Science provides children with the opportunity to understand the world around them and provides an exciting context to apply many of the other skills and disciplines they learn at school. The science National Curriculum sets out clear aims:
- develop scientific knowledge and conceptual understanding through the specific disciplines of biology, chemistry and physics
- develop understanding of the nature, processes and methods of science through different types of science enquiries that help them to answer scientific questions about the world around them
- are equipped with the scientific knowledge required to understand the uses and implications of science, today and for the future
Our school has a carefully planned science curriculum that ensures children, from reception to year 6, cover these three aims in an accessible, creative and engaging way. The curriculum is planned to progressively increase pupil’s substantive and disciplinary science knowledge. We endeavour to develop a sense of awe, wonder and curiosity in all of our pupils.

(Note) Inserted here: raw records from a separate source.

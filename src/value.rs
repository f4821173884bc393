//! Closed value model for decoded JSON-like documents.
//!
//! Numbers coming out of the decoder stay as [`NumberLiteral`] text until a
//! caller asks for a concrete type. Native numeric variants exist so values
//! built in Rust (or by other decoders) can carry their original width.
use std::fmt;
use indexmap::IndexMap;
use serde::{Deserialize, Deserializer};

// ————————————————————————————————————————————————————————————————————————————
// TYPES
// ————————————————————————————————————————————————————————————————————————————

/// One decoded value. Objects keep insertion order.
#[derive(Debug, Clone, PartialEq)]
pub enum Value {
    Null,
    Bool(bool),
    String(String),
    /// Exact source text of a JSON number.
    Number(NumberLiteral),
    Int(SignedInt),
    Uint(UnsignedInt),
    Float(Float),
    Array(Vec<Value>),
    Object(IndexMap<String, Value>),
}

/// String-backed number token, parsed only on request.
#[derive(Debug, Clone, PartialEq, Eq, Hash)]
pub struct NumberLiteral(String);

#[derive(Debug, Clone, Copy, PartialEq, Eq)]
pub enum SignedInt {
    I8(i8),
    I16(i16),
    I32(i32),
    I64(i64),
    Isize(isize),
}

#[derive(Debug, Clone, Copy, PartialEq, Eq)]
pub enum UnsignedInt {
    U8(u8),
    U16(u16),
    U32(u32),
    U64(u64),
    Usize(usize),
}

#[derive(Debug, Clone, Copy, PartialEq)]
pub enum Float {
    F32(f32),
    F64(f64),
}

// ————————————————————————————————————————————————————————————————————————————
// IMPLEMENTATION
// ————————————————————————————————————————————————————————————————————————————

impl Value {
    /// Runtime type name, as used in diagnostics.
    pub fn type_name(&self) -> &'static str {
        match self {
            Value::Null => "null",
            Value::Bool(_) => "bool",
            Value::String(_) => "string",
            Value::Number(_) => "number",
            Value::Int(SignedInt::I8(_)) => "i8",
            Value::Int(SignedInt::I16(_)) => "i16",
            Value::Int(SignedInt::I32(_)) => "i32",
            Value::Int(SignedInt::I64(_)) => "i64",
            Value::Int(SignedInt::Isize(_)) => "isize",
            Value::Uint(UnsignedInt::U8(_)) => "u8",
            Value::Uint(UnsignedInt::U16(_)) => "u16",
            Value::Uint(UnsignedInt::U32(_)) => "u32",
            Value::Uint(UnsignedInt::U64(_)) => "u64",
            Value::Uint(UnsignedInt::Usize(_)) => "usize",
            Value::Float(Float::F32(_)) => "f32",
            Value::Float(Float::F64(_)) => "f64",
            Value::Array(_) => "array",
            Value::Object(_) => "object",
        }
    }
}

impl NumberLiteral {
    /// Wraps number text as-is. No validation happens here; parse errors
    /// surface when the literal is coerced.
    pub fn new(text: impl Into<String>) -> Self {
        Self(text.into())
    }
    pub fn as_str(&self) -> &str {
        &self.0
    }
}

impl fmt::Display for NumberLiteral {
    fn fmt(&self, f: &mut fmt::Formatter<'_>) -> fmt::Result {
        f.write_str(&self.0)
    }
}

// The `as` casts below are the whole conversion contract: widening is exact,
// narrowing wraps, float to int truncates toward zero (saturating at the
// target bounds, NaN -> 0).

impl SignedInt {
    pub fn to_i64(self) -> i64 {
        match self {
            SignedInt::I8(x) => x as i64,
            SignedInt::I16(x) => x as i64,
            SignedInt::I32(x) => x as i64,
            SignedInt::I64(x) => x,
            SignedInt::Isize(x) => x as i64,
        }
    }
}

impl UnsignedInt {
    pub fn to_u64(self) -> u64 {
        match self {
            UnsignedInt::U8(x) => x as u64,
            UnsignedInt::U16(x) => x as u64,
            UnsignedInt::U32(x) => x as u64,
            UnsignedInt::U64(x) => x,
            UnsignedInt::Usize(x) => x as u64,
        }
    }
}

impl Float {
    pub fn to_f64(self) -> f64 {
        match self {
            Float::F32(x) => x as f64,
            Float::F64(x) => x,
        }
    }
}

// ---------------------------- From conversions ---------------------------- //

macro_rules! impl_from_native {
    ($($ty:ty => $variant:ident($inner:ident::$tag:ident)),* $(,)?) => {
        $(
            impl From<$ty> for Value {
                fn from(x: $ty) -> Self {
                    Value::$variant($inner::$tag(x))
                }
            }
        )*
    };
}

impl_from_native! {
    i8 => Int(SignedInt::I8),
    i16 => Int(SignedInt::I16),
    i32 => Int(SignedInt::I32),
    i64 => Int(SignedInt::I64),
    isize => Int(SignedInt::Isize),
    u8 => Uint(UnsignedInt::U8),
    u16 => Uint(UnsignedInt::U16),
    u32 => Uint(UnsignedInt::U32),
    u64 => Uint(UnsignedInt::U64),
    usize => Uint(UnsignedInt::Usize),
    f32 => Float(Float::F32),
    f64 => Float(Float::F64),
}

impl From<bool> for Value {
    fn from(x: bool) -> Self {
        Value::Bool(x)
    }
}

impl From<&str> for Value {
    fn from(x: &str) -> Self {
        Value::String(x.to_owned())
    }
}

impl From<String> for Value {
    fn from(x: String) -> Self {
        Value::String(x)
    }
}

impl From<NumberLiteral> for Value {
    fn from(x: NumberLiteral) -> Self {
        Value::Number(x)
    }
}

impl From<Vec<Value>> for Value {
    fn from(xs: Vec<Value>) -> Self {
        Value::Array(xs)
    }
}

impl From<IndexMap<String, Value>> for Value {
    fn from(m: IndexMap<String, Value>) -> Self {
        Value::Object(m)
    }
}

/// serde_json (with `arbitrary_precision`) keeps the number's source text,
/// so every number becomes a [`NumberLiteral`].
impl From<serde_json::Value> for Value {
    fn from(v: serde_json::Value) -> Self {
        match v {
            serde_json::Value::Null => Value::Null,
            serde_json::Value::Bool(b) => Value::Bool(b),
            serde_json::Value::Number(n) => Value::Number(NumberLiteral(n.to_string())),
            serde_json::Value::String(s) => Value::String(s),
            serde_json::Value::Array(xs) => {
                Value::Array(xs.into_iter().map(Value::from).collect())
            }
            serde_json::Value::Object(m) => {
                Value::Object(m.into_iter().map(|(k, v)| (k, Value::from(v))).collect())
            }
        }
    }
}

impl<'de> Deserialize<'de> for Value {
    fn deserialize<D: Deserializer<'de>>(deserializer: D) -> Result<Self, D::Error> {
        serde_json::Value::deserialize(deserializer).map(Value::from)
    }
}

// ————————————————————————————————————————————————————————————————————————————
// TESTS
// ————————————————————————————————————————————————————————————————————————————

#[cfg(test)]
mod tests {
    use super::*;
    use serde_json::json;

    #[test]
    fn numbers_keep_source_text() {
        let v = Value::from(json!([18446744073709551615u64, 1.50, -0]));
        let Value::Array(xs) = v else { panic!("expected array") };
        let texts: Vec<&str> = xs
            .iter()
            .map(|x| match x {
                Value::Number(n) => n.as_str(),
                other => panic!("expected number, got {}", other.type_name()),
            })
            .collect();
        assert_eq!(texts[0], "18446744073709551615");
        assert_eq!(texts[2], "0");
    }

    #[test]
    fn objects_keep_order() {
        let v: Value = serde_json::from_str(r#"{"b": 1, "a": 2, "c": 3}"#).unwrap();
        let Value::Object(m) = v else { panic!("expected object") };
        let keys: Vec<&str> = m.keys().map(String::as_str).collect();
        assert_eq!(keys, ["b", "a", "c"]);
    }

    #[test]
    fn type_names_follow_width() {
        assert_eq!(Value::from(1i8).type_name(), "i8");
        assert_eq!(Value::from(1usize).type_name(), "usize");
        assert_eq!(Value::from(1.0f32).type_name(), "f32");
        assert_eq!(Value::from("x").type_name(), "string");
        assert_eq!(Value::Null.type_name(), "null");
        assert_eq!(Value::from(NumberLiteral::new("1")).type_name(), "number");
    }

    #[test]
    fn native_widening() {
        assert_eq!(SignedInt::I8(-1).to_i64(), -1);
        assert_eq!(UnsignedInt::U16(65535).to_u64(), 65535);
        assert_eq!(Float::F32(0.5).to_f64(), 0.5);
    }
}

Children learn best when engaged in stimulating and practical activities. Therefore, it is an expectation at Outwoods Primary School that every science lesson involves some practical elements.

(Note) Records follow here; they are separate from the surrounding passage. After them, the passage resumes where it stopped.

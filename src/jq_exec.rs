use anyhow::{anyhow, Context, Result};
use jaq_core::{compile::Undefined, load, Compiler, Ctx, RcIter};
use jaq_json::Val;

/// Run a jq filter over one document and collect every output as
/// serde_json values.
pub fn select(filter_src: &str, input: &serde_json::Value) -> Result<Vec<serde_json::Value>> {
    let loader = load::Loader::new(jaq_std::defs().chain(jaq_json::defs()));
    let arena = load::Arena::default();
    let program = load::File { code: filter_src, path: () };

    let modules = loader
        .load(&arena, program)
        .map_err(format_parse_errors)?;

    let filter = Compiler::default()
        .with_funs(jaq_std::funs().chain(jaq_json::funs()))
        .compile(modules)
        .map_err(format_undefined_errors)?;

    let inputs = RcIter::new(core::iter::empty());
    let mut it = filter.run((Ctx::new([], &inputs), Val::from(input.clone())));

    let mut out = Vec::new();
    while let Some(item) = it.next() {
        let v = item.map_err(|e| anyhow!("jq runtime error: {e:?}"))?;
        // Val's Display is JSON text; reparse so numbers stay literals.
        let text = v.to_string();
        let v = serde_json::from_str::<serde_json::Value>(&text)
            .with_context(|| format!("jq produced non-JSON output: {text}"))?;
        out.push(v);
    }
    Ok(out)
}

fn format_parse_errors(
    errs: Vec<(load::File<&str, ()>, load::Error<&str>)>,
) -> anyhow::Error {
    let lines = errs
        .into_iter()
        .map(|(file, err)| format!("jq parse error: {err:?} in `{}`", file.code))
        .collect::<Vec<_>>();
    anyhow!(lines.join("\n"))
}

fn format_undefined_errors(
    errs: Vec<(load::File<&str, ()>, Vec<(&str, Undefined)>)>,
) -> anyhow::Error {
    let lines = errs
        .into_iter()
        .flat_map(|(file, list)| {
            list.into_iter()
                .map(move |(name, undef)| format!("jq undefined `{name}`: {undef:?} in `{}`", file.code))
        })
        .collect::<Vec<_>>();
    anyhow!(lines.join("\n"))
}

The purpose of practical work is clear in relation to curriculum content so that practical activities can be set up and managed to develop pupils’ disciplinaryand/or substantive knowledge. Pupils are not expected to learn disciplinary knowledge only through taking part in practical work – disciplinary knowledge should be taught using the most effective methods.
The science curriculum follows the year by year progression of knowledge and skills as set out in the National Curriculum. This knowledge and skills document has been carefully mapped out and clearly shows the learning journey from reception to year 6 in all three disciplines of science (Biology, Chemistry and Physics). Every unit has a clear learning journey - teachers make this as progressive as they can by carefully thinking about the order in which they teach and how each lesson leads into the next. Opportunities are provided for revisiting previous learning and this can be at the start of a lesson as a starter or during morning activities. The knowledge progression document is used to make relevant links to learning from previous years. Knowledge organisers can also be used to make these links. Key vocabulary is identified for each science topic and it is expected that these keywords will be explored through teaching and these will be shared with all children through the use of knowledge organisers.
We provide children with a range of opportunities to actively carry out all 5 types of scientific enquiry throughout their time at our school (Comparative/fair testing, Identifying, grouping and Classifying, Observing over time, Pattern Seeking and Research). Every child is given the opportunity to enjoy and make progress in science. In addition, the wider curriculum provides many opportunities to apply and deepen children’s understanding of science and teachers are expected to plan for these opportunities in their wider teaching.
Every lesson starts with a ‘big question’. This links to the key learning of the lesson but also explicitly refers to the real life implications of this learning. Lessons are led by outcome and not by activity. Children have the opportunity to develop their science capital through extra-curricular activities such as, after school science club, visitors and trips and special science learning days. The school takes part in national science events such as British Science Week and a yearly science fair is held. Outdoor learning is encouraged and we take advantage of all outdoor areas to enhance science learning. There is an expectation that outdoor learning is to be used as a way to provide a real context for the children to apply their knowledge and skills.
Science is taught as a discreet subject, although staff are encouraged to make cross curricular links wherever possible. Our hope is that, when children leave our school, they will have developed an enthusiasm for science and they will value and appreciate the range of skills it will provide them. We expect children to see themselves as scientists and an essential part of this is the promotion of curiosity and by encouraging them to ask questions. By the end of KS2, our expectation is, with sufficient scaffolding and prior knowledge given to them by their teacher, children will be able to develop their own questions, plan different types of enquiries to arrive at scientific conclusions.